Correlation Between Vy Baron and Voya Bond
Can any of the company-specific risk be diversified away by investing in both Vy Baron and Voya Bond at the same time? Although using a correlation coefficient on its own may not help to predict future stock returns, this module helps to understand the diversifiable risk of combining Vy Baron and Voya Bond into the same portfolio, which is an essential part of the fundamental portfolio management process.

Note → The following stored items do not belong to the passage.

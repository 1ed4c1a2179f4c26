//! ClassHub Server: course and classroom catalog API
//!
//! Main entry point that wires all crates together and starts the server.

use std::sync::Arc;

use anyhow::Context;
use tracing_subscriber::{EnvFilter, fmt};

use classhub_api::{AppState, run_server};
use classhub_core::config::{AppConfig, ENV_VAR, Environment, StoreProvider};
use classhub_core::error::AppError;
use classhub_database::{DatabasePool, MemoryStore, Stores};

#[tokio::main]
async fn main() -> anyhow::Result<()> {
    let env = Environment::from_env();

    let config = AppConfig::load(&env.name).context("Failed to load configuration")?;

    init_logging(&config);

    if env.is_development() {
        tracing::warn!(
            defaulted = env.defaulted,
            "Development configuration in effect; set {ENV_VAR} for production, the checked-in token secret is not safe to use there"
        );
    }

    run(config, &env.name).await.map_err(|e| {
        tracing::error!(error = %e, "Server error");
        anyhow::Error::new(e)
    })
}

/// Initialize tracing/logging. `RUST_LOG` overrides the configured level.
fn init_logging(config: &AppConfig) {
    let filter =
        EnvFilter::try_from_default_env().unwrap_or_else(|_| EnvFilter::new(&config.logging.level));

    match config.logging.format.as_str() {
        "json" => {
            fmt()
                .json()
                .with_env_filter(filter)
                .with_target(true)
                .with_thread_ids(true)
                .init();
        }
        _ => {
            fmt()
                .pretty()
                .with_env_filter(filter)
                .with_target(true)
                .init();
        }
    }
}

/// Main server run function
async fn run(config: AppConfig, env: &str) -> Result<(), AppError> {
    tracing::info!(
        version = env!("CARGO_PKG_VERSION"),
        env = %env,
        "Starting ClassHub"
    );

    let (stores, db_pool) = match config.database.provider {
        StoreProvider::Postgres => {
            let pool = DatabasePool::connect(&config.database).await?;
            (pool.stores(), Some(pool))
        }
        StoreProvider::Memory => {
            tracing::warn!("Using the in-memory store; data is lost on exit");
            (Stores::memory(Arc::new(MemoryStore::new())), None)
        }
    };

    let state = AppState::new(config, stores, db_pool)?;
    run_server(state).await
}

By analyzing existing cross correlation between Vy Baron Growth and Voya Bond Index, you can compare the effects of market volatilities on Vy Baron and Voya Bond and check how they will diversify away market risk if combined in the same portfolio for a given time horizon. You can also utilize pair trading strategies of matching a long position in Vy Baron with a short position of Voya Bond. Check out your portfolio center. Please also check ongoing floating volatility patterns of Vy Baron and Voya Bond.
Diversification Opportunities for Vy Baron and Voya Bond
Very good diversification
The 3 months correlation between IBSSX and Voya is -0.32. Overlapping area represents the amount of risk that can be diversified away by holding Vy Baron Growth and Voya Bond Index in the same portfolio, assuming nothing else is changed. The correlation between historical prices or returns on Voya Bond Index and Vy Baron is a relative statistical measure of the degree to which these equity instruments tend to move together. The correlation coefficient measures the extent to which returns on Vy Baron Growth are associated (or correlated) with Voya Bond. Values of the correlation coefficient range from -1 to +1, where. The correlation of zero (0) is possible when the price movement of Voya Bond Index has no effect on the direction of Vy Baron i.e., Vy Baron and Voya Bond go up and down completely randomly.
Pair Corralation between Vy Baron and Voya Bond
Assuming the 90 days horizon Vy Baron Growth is expected to generate 2.55 times more return on investment than Voya Bond. However, Vy Baron is 2.55 times more volatile than Voya Bond Index. It trades about 0.04 of its potential returns per unit of risk. Voya Bond Index is currently generating about 0.07 per unit of risk. If you would invest 2,231 in Vy Baron Growth on September 14, 2024 and sell it today you would earn a total of 210.00 from holding Vy Baron Growth or generate 9.41% return on investment over 90 days.
Time Period | 3 Months [change] |
Direction | Moves Against |
Strength | Insignificant |
Accuracy | 99.63% |
Values | Daily Returns |
Vy Baron Growth vs. Voya Bond Index
Performance |
Timeline |
Vy Baron Growth |
Voya Bond Index |
Vy Baron and Voya Bond Volatility Contrast
Predicted Return Density |
Returns |
Pair Trading with Vy Baron and Voya Bond
The main advantage of trading using opposite Vy Baron and Voya Bond positions is that it hedges away some unsystematic risk. Because of two separate transactions, even if Vy Baron position performs unexpectedly, Voya Bond can make up some of the losses. Pair trading also minimizes risk from directional movements in the market. For example, if an entire industry or sector drops because of unexpected headlines, the short position in Voya Bond will offset losses from the drop in Voya Bond's long position.Vy Baron vs. Voya Bond Index | Vy Baron vs. Voya Bond Index | Vy Baron vs. Voya Limited Maturity | Vy Baron vs. Voya Limited Maturity |
Voya Bond vs. Voya Bond Index | Voya Bond vs. Voya Limited Maturity | Voya Bond vs. Voya Limited Maturity | Voya Bond vs. Voya Bond Index |
Check out your portfolio center.Note that this page's information should be used as a complementary analysis to find the right mix of equity instruments to add to your existing portfolios or create a brand new portfolio. You can also try the Pair Correlation module to compare performance and examine fundamental relationship between any two equity instruments.